# More Arrow of Light Awards



## jkeithrussell

My son is also crossing over to Boy Scouts this month. I made these Arrow of Light plaques for him and the other boys in his den. There are 8 of them. 5 are made from newer growth cherry, and the other 3 (the darker ones) are made from some really old cherry that I acquired years ago. The 3 that are made from the older wood are for the boys who completed all 20 of their activity badges. They also have a special "honor feather" attached to the arrow. 

These are all about 5/8" thick, 5.5" x 26". I cut them all on the scroll saw, hand sanded, then finished with pre-cat urethane applied with an airbrush. All in all, it was an enormous amount of work to put these together, but it was for a good cause. 
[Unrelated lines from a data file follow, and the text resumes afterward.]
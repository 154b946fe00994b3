use crate::dom::{DomTree, NodeId};
use crate::scan::record::ElementRecord;
use crate::scan::session::ScanSession;
use log::debug;

/// Receives the locator computed for each iframe element, so it can be forwarded to the
/// frame loaded inside it
pub trait FrameSink {
    fn assign_frame(&mut self, iframe: NodeId, locator: &str);
}

/// Sink for documents scanned without frame coordination
pub struct NoFrames;

impl FrameSink for NoFrames {
    fn assign_frame(&mut self, _iframe: NodeId, _locator: &str) {}
}

impl FrameSink for Vec<(NodeId, String)> {
    fn assign_frame(&mut self, iframe: NodeId, locator: &str) {
        self.push((iframe, locator.to_string()));
    }
}

/// Decides whether a built record belongs in the frame's list
pub struct ElementValidator<'a> {
    document: &'a DomTree,
}

impl<'a> ElementValidator<'a> {
    pub fn new(document: &'a DomTree) -> Self {
        Self { document }
    }

    /// Admit `record` into `session` if its locator resolves to a rendered element.
    /// Iframe records are always forwarded to their frame and admitted once per xpath.
    pub fn validate(
        &self,
        record: ElementRecord,
        session: &mut ScanSession,
        frames: &mut dyn FrameSink,
    ) -> bool {
        let target = self.document.first_match(&record.xpath);

        if record.is_iframe() {
            if let Some(iframe) = target {
                frames.assign_frame(iframe, &record.xpath);
            }
            return session.admit_iframe(record);
        }

        match target {
            Some(node) if !self.document.client_rects(node).is_empty() => {
                debug!(
                    "Admitted {} {} (quality {})",
                    record.tag_name, record.xpath, record.quality
                );
                session.admit(record);
                true
            }
            _ => false,
        }
    }
}

#[cfg(test)]
mod tests {
    use super::*;
    use crate::dom::ElementNode;
    use crate::locator::{Locator, Quality};
    use crate::scan::record::FrameLocator;

    fn page() -> DomTree {
        DomTree::new(
            ElementNode::new("html").with_child(
                ElementNode::new("body")
                    .with_child(
                        ElementNode::new("input")
                            .with_attribute("name", "shown")
                            .with_bounding_box(0.0, 0.0, 100.0, 20.0),
                    )
                    .with_child(ElementNode::new("input").with_attribute("name", "collapsed"))
                    .with_child(ElementNode::new("iframe").with_attribute("id", "pay")),
            ),
        )
    }

    fn record(tag: &str, xpath: &str) -> ElementRecord {
        ElementRecord::new(tag, Locator::new(xpath, Quality::Attribute), FrameLocator::Root)
    }

    #[test]
    fn test_rendered_element_admitted() {
        let tree = page();
        let mut session = ScanSession::root();

        let admitted = ElementValidator::new(&tree).validate(
            record("input", "//input[@name=\"shown\"]"),
            &mut session,
            &mut NoFrames,
        );
        assert!(admitted);
        assert_eq!(session.elements().len(), 1);
    }

    #[test]
    fn test_element_without_rects_dropped() {
        let tree = page();
        let mut session = ScanSession::root();
        let validator = ElementValidator::new(&tree);

        assert!(!validator.validate(
            record("input", "//input[@name=\"collapsed\"]"),
            &mut session,
            &mut NoFrames
        ));
        assert!(!validator.validate(
            record("input", "//input[@name=\"gone\"]"),
            &mut session,
            &mut NoFrames
        ));
        assert!(!validator.validate(
            record("input", "//input[@name="),
            &mut session,
            &mut NoFrames
        ));
        assert!(session.elements().is_empty());
    }

    #[test]
    fn test_iframe_forwarded_and_deduplicated() {
        let tree = page();
        let mut session = ScanSession::root();
        let mut assigned: Vec<(NodeId, String)> = Vec::new();
        let validator = ElementValidator::new(&tree);

        assert!(validator.validate(
            record("iframe", "//iframe[@id=\"pay\"]"),
            &mut session,
            &mut assigned
        ));
        assert!(!validator.validate(
            record("iframe", "//iframe[@id=\"pay\"]"),
            &mut session,
            &mut assigned
        ));

        // Forwarded both times, admitted once
        assert_eq!(assigned.len(), 2);
        assert_eq!(assigned[0].1, "//iframe[@id=\"pay\"]");
        assert_eq!(session.elements().len(), 1);
    }
}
Thanks for looking. Also thanks to Greg Ketell for his pointers.


----------



## Karin Voorhis

That is a great idea and great work with these. I love the concept design adn finished results super nice!!!! they will be proud!


----------



## hewunch

Those are very nice! Ours are just routed rays, yours are much nicer, very cool!


----------



## Rmartin

Wonderfull, I hope the kids will understand the effort it took to make.


----------



## gketell

Those look Really nice, you did a great job on them.



jkeithrussell said:


> Thanks for looking. Also thanks to Greg Ketell for his pointers.



You are very welcome!!

You guys keep scaring me, though.  I read "my son 'crossed over'" and I'm not thinking scouting.  I guess that is why our pack always called it "bridging" over.

GK


----------



## jeffnreno

Great looking awards.    The awards should be much appreciated by the boys crossing over.   I still have mine from when I crossed over and it is no where near as nice as these.

Jeff


----------



## markgum

nice job.


----------



## jttheclockman

jkeithrussell said:


> My son is also crossing over to Boy Scouts this month. I made these Arrow of Light plaques for him and the other boys in his den. There are 8 of them. 5 are made from newer growth cherry, and the other 3 (the darker ones) are made from some really old cherry that I acquired years ago. The 3 that are made from the older wood are for the boys who completed all 20 of their activity badges. They also have a special "honor feather" attached to the arrow.
> 
> These are all about 5/8" thick, 5.5" x 26". I cut them all on the scroll saw, hand sanded, then finished with pre-cat urethane applied with an airbrush. All in all, it was an enormous amount of work to put these together, but it was for a good cause.
> 
> Thanks for looking. Also thanks to Greg Ketell for his pointers.


 


Hello Keith

I like your ideas with the awards. I am not into scouting or anything like that but I am into making clocks. I have been approached a few times by boyscouts moms and they asked me if I had any clocks with the boyscout theme. I had to say no and the only thing I had that could be used was an eagle clock. 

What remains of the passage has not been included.